With all due respect to the usual human rights brigade in this country’s law schools and lawyerly organisations, all our views about the undesirability of bills of rights are being proven correct as we watch the response to this corona virus outbreak. First off, the two most heavy-handed states in terms of infringing on civil liberties and citizens’ freedoms are the only two in this country with bills of rights – Victoria and Queensland.   Victorians are experiencing the longest and harshest pandemic lock down of any country on earth. Most so-called fundamental rights has now been effectively stripped from them. Their right to liberty were removed as a result of the 23 hour home detention; their freedom of assembly is non-existent (they can walk with only one other person); the right to education has been violated by the six month school closure; 1.5 million people on JobKeeper trashes the right to work, and compulsory face masks violate the freedom of expression. 

If all of the above isn’t bad enough, the incredibly heavy-handed Premier of Victoria has just introduced a COVID-19 Omnibus (Emergency Measures) Amendment Bill into their Parliament that comes close to being tyrannical, conferring extraordinary power on the Secretary of the Dept. of Health and ‘authorised officers’.

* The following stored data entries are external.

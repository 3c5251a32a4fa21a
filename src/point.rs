use std::fmt;

/// Lattice point packed as (x, y, z) signed bytes in one `u32`, x highest.
/// The fourth byte is always zero, so the packed value doubles as the
/// 24-bit point hash and gives lexicographic (x, y, z) ordering for free.
#[derive(Clone, Copy, Default, PartialEq, Eq, PartialOrd, Ord, Hash)]
pub struct Point(u32);

/// A bounding-box extent triple, reusing the point packing. Canonical
/// shapes are sorted ascending (d0 <= d1 <= d2).
pub type Shape = Point;

impl Point {
    pub const ORIGIN: Point = Point(0);

    pub fn new(x: i8, y: i8, z: i8) -> Self {
        Self(((x as u8 as u32) << 16) | ((y as u8 as u32) << 8) | (z as u8 as u32))
    }

    pub fn x(self) -> i8 {
        (self.0 >> 16) as u8 as i8
    }

    pub fn y(self) -> i8 {
        (self.0 >> 8) as u8 as i8
    }

    pub fn z(self) -> i8 {
        self.0 as u8 as i8
    }

    pub fn at(self, axis: usize) -> i8 {
        match axis {
            0 => self.x(),
            1 => self.y(),
            2 => self.z(),
            _ => panic!("axis {axis} out of range"),
        }
    }

    pub fn with_at(self, axis: usize, v: i8) -> Self {
        match axis {
            0 => Self::new(v, self.y(), self.z()),
            1 => Self::new(self.x(), v, self.z()),
            2 => Self::new(self.x(), self.y(), v),
            _ => panic!("axis {axis} out of range"),
        }
    }

    pub fn packed(self) -> u32 {
        self.0
    }

    pub fn translated(self, dx: i8, dy: i8, dz: i8) -> Self {
        Self::new(self.x() + dx, self.y() + dy, self.z() + dz)
    }

    pub fn max_parts(self, other: Self) -> Self {
        Self::new(
            self.x().max(other.x()),
            self.y().max(other.y()),
            self.z().max(other.z()),
        )
    }

    pub fn is_sorted_shape(self) -> bool {
        self.x() <= self.y() && self.y() <= self.z()
    }

    /// Number of lattice cells inside the bounding box described by this
    /// extent triple.
    pub fn volume(self) -> u32 {
        (self.x() as u32 + 1) * (self.y() as u32 + 1) * (self.z() as u32 + 1)
    }

    pub fn to_bytes3(self) -> [u8; 3] {
        [(self.0 >> 16) as u8, (self.0 >> 8) as u8, self.0 as u8]
    }

    pub fn from_bytes3(b: [u8; 3]) -> Self {
        Self(((b[0] as u32) << 16) | ((b[1] as u32) << 8) | (b[2] as u32))
    }
}

impl fmt::Debug for Point {
    fn fmt(&self, f: &mut fmt::Formatter<'_>) -> fmt::Result {
        write!(f, "({} {} {})", self.x(), self.y(), self.z())
    }
}

#[test]
fn test_pack_accessors() {
    let p = Point::new(1, 2, 3);
    assert_eq!(p.packed(), 0x010203);
    assert_eq!((p.x(), p.y(), p.z()), (1, 2, 3));
    assert_eq!((p.at(0), p.at(1), p.at(2)), (1, 2, 3));
}

#[test]
fn test_pack_order() {
    assert!(Point::new(0, 0, 1) < Point::new(0, 1, 0));
    assert!(Point::new(0, 1, 0) < Point::new(1, 0, 0));
    assert!(Point::new(0, 0, 0) < Point::new(0, 0, 1));
    // negative coordinates wrap high in the unsigned packing
    assert!(Point::new(126, 0, 0) < Point::new(-1, 0, 0));
}

#[test]
fn test_pack_random() {
    use rand::Rng;
    let mut rng = rand::thread_rng();

    for _ in 0..1000 {
        let (x, y, z) = rng.gen::<(i8, i8, i8)>();
        let p = Point::new(x, y, z);
        assert_eq!((p.x(), p.y(), p.z()), (x, y, z));
        assert_eq!(Point::from_bytes3(p.to_bytes3()), p);

        let (a, b, c) = rng.gen::<(i8, i8, i8)>();
        let q = Point::new(a, b, c);
        let key = |p: Point| (p.x() as u8, p.y() as u8, p.z() as u8);
        assert_eq!(p.cmp(&q), key(p).cmp(&key(q)));
    }
}

#[test]
fn test_shape_helpers() {
    assert!(Point::new(0, 1, 2).is_sorted_shape());
    assert!(!Point::new(1, 0, 0).is_sorted_shape());
    assert_eq!(Point::new(0, 1, 2).volume(), 6);
    assert_eq!(Point::new(0, 0, 0).volume(), 1);
}
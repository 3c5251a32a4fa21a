use {
    crate::{
        cache::{self, CacheReader, CubeSource, FlatCache},
        error::Error,
        expand::{growth_context, Workset},
        hashy::{generate_shapes, Hashy},
        point::{Point, Shape},
    },
    std::{path::PathBuf, time::Instant},
};

/// Known counts of free polycubes, from
/// http://kevingong.com/Polyominoes/Enumeration.html
pub const RESULTS: [u64; 16] = [
    1,
    1,
    2,
    8,
    29,
    166,
    1023,
    6922,
    48311,
    346543,
    2522522,
    18598427,
    138462649,
    1039496297,
    7859514470,
    59795121480,
];

pub fn check_result(n: usize, count: u64) -> Result<(), Error> {
    if n >= 2 && n <= RESULTS.len() {
        let expected = RESULTS[n - 1];
        if expected != count {
            return Err(Error::CountMismatch {
                n,
                expected,
                found: count,
            });
        }
    }
    Ok(())
}

#[derive(Clone, Debug)]
pub struct GenOptions {
    pub use_cache: bool,
    pub write_cache: bool,
    /// One cache file per (level, shape), with each finished target
    /// shape's buckets dropped to reclaim memory. Implies `write_cache`;
    /// the returned snapshot of the final level is empty in this mode.
    pub split_cache: bool,
    pub base_path: PathBuf,
}

impl Default for GenOptions {
    fn default() -> Self {
        Self {
            use_cache: false,
            write_cache: false,
            split_cache: false,
            base_path: PathBuf::from("cache"),
        }
    }
}

enum Base {
    Mapped(CacheReader),
    Flat(FlatCache),
    Split,
}

/// Total cube count over a level's split files, or None unless every
/// per-shape file is present and well formed.
fn split_total(opts: &GenOptions, n: usize, shapes: &[Shape]) -> Option<u64> {
    let mut total = 0;
    for &shape in shapes {
        match CacheReader::load(&cache::split_path(&opts.base_path, n, shape)) {
            Ok(reader) if reader.n() == n => total += reader.num_cubes(),
            _ => return None,
        }
    }
    Some(total)
}

/// Builds level `n` from level `n - 1` (recursively), returning the
/// finished level as a flat snapshot.
pub fn gen(n: usize, threads: usize, opts: &GenOptions) -> Result<FlatCache, Error> {
    if n == 0 {
        return Ok(FlatCache::default());
    }
    if n >= 127 {
        return Err(Error::UnsupportedN(n));
    }
    let write_cache = opts.write_cache || opts.split_cache;
    if write_cache {
        std::fs::create_dir_all(&opts.base_path).map_err(|e| Error::io(&opts.base_path, e))?;
    }

    if n == 1 {
        let mut hashes = Hashy::new();
        hashes.init(1);
        hashes.insert(&[Point::ORIGIN], Point::ORIGIN);
        println!("{} elements for {}", hashes.size(), n);
        if write_cache {
            cache::write_cache_file(&cache::whole_path(&opts.base_path, 1), &hashes, 1)?;
            if opts.split_cache {
                cache::write_shape_file(
                    &cache::split_path(&opts.base_path, 1, Point::ORIGIN),
                    &hashes,
                    1,
                    Point::ORIGIN,
                )?;
            }
        }
        return Ok(FlatCache::from_hashy(&hashes, 1));
    }

    let source_shapes = generate_shapes(n - 1);
    let mut base = None;
    if opts.use_cache {
        match CacheReader::load(&cache::whole_path(&opts.base_path, n - 1)) {
            Ok(reader) if reader.n() == n - 1 => {
                println!("{}", reader.describe());
                base = Some(Base::Mapped(reader));
            }
            Ok(reader) => {
                eprintln!(
                    "warning: {} holds level {}, expected {}; regenerating",
                    reader.path().display(),
                    reader.n(),
                    n - 1
                );
            }
            Err(Error::CacheMissing(_)) => {}
            Err(e @ Error::CacheMalformed { .. }) => {
                eprintln!("warning: {e}; regenerating level {}", n - 1);
            }
            Err(e) => return Err(e),
        }
    }
    let base = match base {
        Some(base) => base,
        None if opts.split_cache => {
            if !opts.use_cache || split_total(opts, n - 1, &source_shapes).is_none() {
                gen(n - 1, threads, opts)?;
            }
            Base::Split
        }
        None => Base::Flat(gen(n - 1, threads, opts)?),
    };
    let base_count = match &base {
        Base::Mapped(reader) => reader.num_cubes(),
        Base::Flat(flat) => flat.num_cubes(),
        Base::Split => split_total(opts, n - 1, &source_shapes).unwrap_or(0),
    };

    let mut hashes = Hashy::new();
    hashes.init(n);
    println!("{} sets by shape for N={}", hashes.num_shapes(), n);
    println!("N = {} || generating new cubes from {} base cubes.", n, base_count);
    let start = Instant::now();

    let targets: Vec<Shape> = hashes.shapes().collect();
    let mut total_sum = 0u64;
    for (i, &target) in targets.iter().enumerate() {
        println!(
            "process output shape {:3}/{} [{:2} {:2} {:2}]",
            i + 1,
            targets.len(),
            target.x(),
            target.y(),
            target.z()
        );
        for &source in &source_shapes {
            let Some(ctx) = growth_context(target, source) else {
                continue;
            };
            println!("  shape {} {} {}", source.x(), source.y(), source.z());

            // a per-pair reader must outlive the workers iterating it
            let mut pair_reader = None;
            let range = match &base {
                Base::Mapped(reader) => reader.cubes_by_shape(source),
                Base::Flat(flat) => flat.cubes_by_shape(source),
                Base::Split => {
                    let path = cache::split_path(&opts.base_path, n - 1, source);
                    pair_reader = Some(CacheReader::load(&path)?);
                    pair_reader.as_ref().unwrap().cubes_by_shape(source)
                }
            };
            Workset::new(range, ctx, &hashes).run(threads);
        }
        let shape_count = hashes.shape_size(target) as u64;
        println!("  num: {}", shape_count);
        total_sum += shape_count;
        if opts.split_cache {
            cache::write_shape_file(
                &cache::split_path(&opts.base_path, n, target),
                &hashes,
                n,
                target,
            )?;
            hashes.clear_shape(target);
        }
    }

    if write_cache && !opts.split_cache {
        cache::write_cache_file(&cache::whole_path(&opts.base_path, n), &hashes, n)?;
    }
    println!("took {:.2} s", start.elapsed().as_secs_f32());
    println!("num total cubes: {}", total_sum);
    check_result(n, total_sum)?;
    Ok(FlatCache::from_hashy(&hashes, n))
}

#[test]
fn test_check_result() {
    assert!(check_result(3, 2).is_ok());
    assert!(matches!(
        check_result(3, 3),
        Err(Error::CountMismatch {
            n: 3,
            expected: 2,
            found: 3
        })
    ));
    // outside the table there is nothing to check against
    assert!(check_result(17, 12345).is_ok());
}

#[test]
fn test_gen_boundaries() {
    let opts = GenOptions::default();
    assert_eq!(gen(0, 1, &opts).unwrap().num_cubes(), 0);
    assert!(matches!(gen(127, 1, &opts), Err(Error::UnsupportedN(127))));

    let level1 = gen(1, 1, &opts).unwrap();
    assert_eq!(level1.num_cubes(), 1);
    let range = level1.cubes_by_shape(Point::ORIGIN);
    assert_eq!(range.len(), 1);
    assert_eq!(range.get(0).points().collect::<Vec<_>>(), vec![Point::ORIGIN]);
}

#[test]
fn test_gen_small_counts() {
    let opts = GenOptions::default();
    assert_eq!(gen(2, 1, &opts).unwrap().num_cubes(), 1);
    assert_eq!(gen(3, 1, &opts).unwrap().num_cubes(), 2);
    assert_eq!(gen(4, 1, &opts).unwrap().num_cubes(), 8);
}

Meantime, the Victorian Charter of Rights, the judges who oversaw the George Pell fiasco, plus the usual suspects who jump up and down whenever a Coalition government tries to keep the borders secure, have been next to silent.  Put bluntly, this human rights industry, which over a decade ago burdened Victoria with the first human rights charter in Australia and recently rammed one through in Queensland, has meekly surrendered on the freedom of expression front.  Their ruthless, hypocritical silence is deafening. For years they have squealed at the most minor expansions of police powers to defeat the terrorist threat.  When government proposes enhanced powers to arrest terrorists and scope to place them under watch by means of control orders and short-term detention without trial, the human rights brigade has exaggeratedly labelled these as threats to our democracy.

But now that six million innocent Victorians have been totally stripped of their physical and psychological dominion all of the human rights warriors have suddenly imposed gag orders on themselves. If a Liberal government did this, human rights lawyers would have been urging for a government coup.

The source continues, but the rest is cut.